[WHAT IS BEING ASKED]
This exercise asks for the entries below to be printed exactly.

[TASK INPUT]
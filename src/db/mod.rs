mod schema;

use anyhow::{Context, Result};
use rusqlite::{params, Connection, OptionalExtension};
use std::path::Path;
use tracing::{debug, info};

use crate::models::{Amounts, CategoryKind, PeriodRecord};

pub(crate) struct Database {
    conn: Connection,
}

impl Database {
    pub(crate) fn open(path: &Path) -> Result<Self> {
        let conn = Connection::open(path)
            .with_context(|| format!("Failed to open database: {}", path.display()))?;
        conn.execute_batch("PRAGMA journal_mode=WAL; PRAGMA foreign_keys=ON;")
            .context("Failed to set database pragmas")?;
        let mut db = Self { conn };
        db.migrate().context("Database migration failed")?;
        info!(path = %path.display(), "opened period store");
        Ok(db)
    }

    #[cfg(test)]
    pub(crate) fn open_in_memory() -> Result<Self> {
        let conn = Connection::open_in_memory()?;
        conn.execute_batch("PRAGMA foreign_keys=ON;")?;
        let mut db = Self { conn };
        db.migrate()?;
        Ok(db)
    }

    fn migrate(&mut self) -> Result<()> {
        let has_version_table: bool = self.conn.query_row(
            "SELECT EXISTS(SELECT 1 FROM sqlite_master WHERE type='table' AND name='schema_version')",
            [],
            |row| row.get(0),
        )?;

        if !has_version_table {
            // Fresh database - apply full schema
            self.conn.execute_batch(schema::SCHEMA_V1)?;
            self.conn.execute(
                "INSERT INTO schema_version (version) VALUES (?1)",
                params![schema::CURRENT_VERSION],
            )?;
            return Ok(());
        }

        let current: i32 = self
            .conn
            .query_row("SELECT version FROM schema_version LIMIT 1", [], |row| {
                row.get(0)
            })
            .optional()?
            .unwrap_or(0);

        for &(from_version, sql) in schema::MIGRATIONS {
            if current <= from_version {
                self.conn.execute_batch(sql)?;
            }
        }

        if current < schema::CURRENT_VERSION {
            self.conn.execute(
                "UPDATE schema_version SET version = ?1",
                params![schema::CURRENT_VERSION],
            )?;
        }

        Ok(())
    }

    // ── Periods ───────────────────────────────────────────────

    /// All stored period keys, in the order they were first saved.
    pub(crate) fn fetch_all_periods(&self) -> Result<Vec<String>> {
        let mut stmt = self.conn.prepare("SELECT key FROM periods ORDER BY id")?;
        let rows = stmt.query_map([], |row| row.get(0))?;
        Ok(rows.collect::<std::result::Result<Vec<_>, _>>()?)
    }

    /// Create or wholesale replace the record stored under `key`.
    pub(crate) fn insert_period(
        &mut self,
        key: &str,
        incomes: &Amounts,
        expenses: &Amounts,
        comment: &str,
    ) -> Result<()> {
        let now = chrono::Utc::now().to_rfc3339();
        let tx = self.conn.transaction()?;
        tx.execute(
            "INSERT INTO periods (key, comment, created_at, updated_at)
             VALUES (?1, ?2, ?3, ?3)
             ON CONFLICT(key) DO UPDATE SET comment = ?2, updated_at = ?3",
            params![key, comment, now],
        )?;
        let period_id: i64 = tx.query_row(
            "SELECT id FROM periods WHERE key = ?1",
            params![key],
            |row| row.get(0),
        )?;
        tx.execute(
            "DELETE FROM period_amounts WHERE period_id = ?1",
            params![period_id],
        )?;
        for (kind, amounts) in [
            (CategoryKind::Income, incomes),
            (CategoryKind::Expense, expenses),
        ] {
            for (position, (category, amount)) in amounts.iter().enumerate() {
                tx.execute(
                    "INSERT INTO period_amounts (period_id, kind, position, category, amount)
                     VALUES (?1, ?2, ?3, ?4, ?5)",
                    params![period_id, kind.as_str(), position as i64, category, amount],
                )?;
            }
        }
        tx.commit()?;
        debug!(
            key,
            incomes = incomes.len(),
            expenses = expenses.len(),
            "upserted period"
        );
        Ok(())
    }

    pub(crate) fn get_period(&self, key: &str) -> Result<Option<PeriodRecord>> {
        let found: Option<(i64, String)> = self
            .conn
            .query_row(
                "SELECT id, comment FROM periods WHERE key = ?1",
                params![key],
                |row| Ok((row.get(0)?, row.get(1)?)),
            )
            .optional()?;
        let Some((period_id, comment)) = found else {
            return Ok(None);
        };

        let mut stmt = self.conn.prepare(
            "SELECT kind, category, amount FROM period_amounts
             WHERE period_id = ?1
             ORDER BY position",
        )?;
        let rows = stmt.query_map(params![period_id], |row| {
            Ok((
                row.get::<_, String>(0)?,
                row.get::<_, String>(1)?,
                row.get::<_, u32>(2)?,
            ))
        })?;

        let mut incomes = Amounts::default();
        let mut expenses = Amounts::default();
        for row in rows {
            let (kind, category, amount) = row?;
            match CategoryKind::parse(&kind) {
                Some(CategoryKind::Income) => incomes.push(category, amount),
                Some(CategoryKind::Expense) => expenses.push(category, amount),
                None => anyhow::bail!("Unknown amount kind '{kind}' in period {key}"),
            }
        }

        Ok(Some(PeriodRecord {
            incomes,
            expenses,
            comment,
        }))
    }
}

[EXERCISE ANSWER]
filename src/db/mod.rs
mod schema;

use anyhow::{Context, Result};
use rusqlite::{params, Connection, OptionalExtension};
use std::path::Path;
use tracing::{debug, info};

use crate::models::{Amounts, CategoryKind, PeriodRecord};

pub(crate) struct Database {
    conn: Connection,
}

impl Database {
    pub(crate) fn open(path: &Path) -> Result<Self> {
        let conn = Connection::open(path)
            .with_context(|| format!("Failed to open database: {}", path.display()))?;
        conn.execute_batch("PRAGMA journal_mode=WAL; PRAGMA foreign_keys=ON;")
            .context("Failed to set database pragmas")?;
        let mut db = Self { conn };
        db.migrate().context("Database migration failed")?;
        info!(path = %path.display(), "opened period store");
        Ok(db)
    }

    #[cfg(test)]
    pub(crate) fn open_in_memory() -> Result<Self> {
        let conn = Connection::open_in_memory()?;
        conn.execute_batch("PRAGMA foreign_keys=ON;")?;
        let mut db = Self { conn };
        db.migrate()?;
        Ok(db)
    }

    fn migrate(&mut self) -> Result<()> {
        let has_version_table: bool = self.conn.query_row(
            "SELECT EXISTS(SELECT 1 FROM sqlite_master WHERE type='table' AND name='schema_version')",
            [],
            |row| row.get(0),
        )?;

        if !has_version_table {
            // Fresh database - apply full schema
            self.conn.execute_batch(schema::SCHEMA_V1)?;
            self.conn.execute(
                "INSERT INTO schema_version (version) VALUES (?1)",
                params![schema::CURRENT_VERSION],
            )?;
            return Ok(());
        }

        let current: i32 = self
            .conn
            .query_row("SELECT version FROM schema_version LIMIT 1", [], |row| {
                row.get(0)
            })
            .optional()?
            .unwrap_or(0);

        for &(from_version, sql) in schema::MIGRATIONS {
            if current <= from_version {
                self.conn.execute_batch(sql)?;
            }
        }

        if current < schema::CURRENT_VERSION {
            self.conn.execute(
                "UPDATE schema_version SET version = ?1",
                params![schema::CURRENT_VERSION],
            )?;
        }

        Ok(())
    }

    // ── Periods ───────────────────────────────────────────────

    /// All stored period keys, in the order they were first saved.
    pub(crate) fn fetch_all_periods(&self) -> Result<Vec<String>> {
        let mut stmt = self.conn.prepare("SELECT key FROM periods ORDER BY id")?;
        let rows = stmt.query_map([], |row| row.get(0))?;
        Ok(rows.collect::<std::result::Result<Vec<_>, _>>()?)
    }

    /// Create or wholesale replace the record stored under `key`.
    pub(crate) fn insert_period(
        &mut self,
        key: &str,
        incomes: &Amounts,
        expenses: &Amounts,
        comment: &str,
    ) -> Result<()> {
        let now = chrono::Utc::now().to_rfc3339();
        let tx = self.conn.transaction()?;
        tx.execute(
            "INSERT INTO periods (key, comment, created_at, updated_at)
             VALUES (?1, ?2, ?3, ?3)
             ON CONFLICT(key) DO UPDATE SET comment = ?2, updated_at = ?3",
            params![key, comment, now],
        )?;
        let period_id: i64 = tx.query_row(
            "SELECT id FROM periods WHERE key = ?1",
            params![key],
            |row| row.get(0),
        )?;
        tx.execute(
            "DELETE FROM period_amounts WHERE period_id = ?1",
            params![period_id],
        )?;
        for (kind, amounts) in [
            (CategoryKind::Income, incomes),
            (CategoryKind::Expense, expenses),
        ] {
            for (position, (category, amount)) in amounts.iter().enumerate() {
                tx.execute(
                    "INSERT INTO period_amounts (period_id, kind, position, category, amount)
                     VALUES (?1, ?2, ?3, ?4, ?5)",
                    params![period_id, kind.as_str(), position as i64, category, amount],
                )?;
            }
        }
        tx.commit()?;
        debug!(
            key,
            incomes = incomes.len(),
            expenses = expenses.len(),
            "upserted period"
        );
        Ok(())
    }

    pub(crate) fn get_period(&self, key: &str) -> Result<Option<PeriodRecord>> {
        let found: Option<(i64, String)> = self
            .conn
            .query_row(
                "SELECT id, comment FROM periods WHERE key = ?1",
                params![key],
                |row| Ok((row.get(0)?, row.get(1)?)),
            )
            .optional()?;
        let Some((period_id, comment)) = found else {
            return Ok(None);
        };

        let mut stmt = self.conn.prepare(
            "SELECT kind, category, amount FROM period_amounts
             WHERE period_id = ?1
             ORDER BY position",
        )?;
        let rows = stmt.query_map(params![period_id], |row| {
            Ok((
                row.get::<_, String>(0)?,
                row.get::<_, String>(1)?,
                row.get::<_, u32>(2)?,
            ))
        })?;

        let mut incomes = Amounts::default();
        let mut expenses = Amounts::default();
        for row in rows {
            let (kind, category, amount) = row?;
            match CategoryKind::parse(&kind) {
                Some(CategoryKind::Income) => incomes.push(category, amount),
                Some(CategoryKind::Expense) => expenses.push(category, amount),
                None => anyhow::bail!("Unknown amount kind '{kind}' in period {key}"),
            }
        }

        Ok(Some(PeriodRecord {
            incomes,
            expenses,
            comment,
        }))
    }
}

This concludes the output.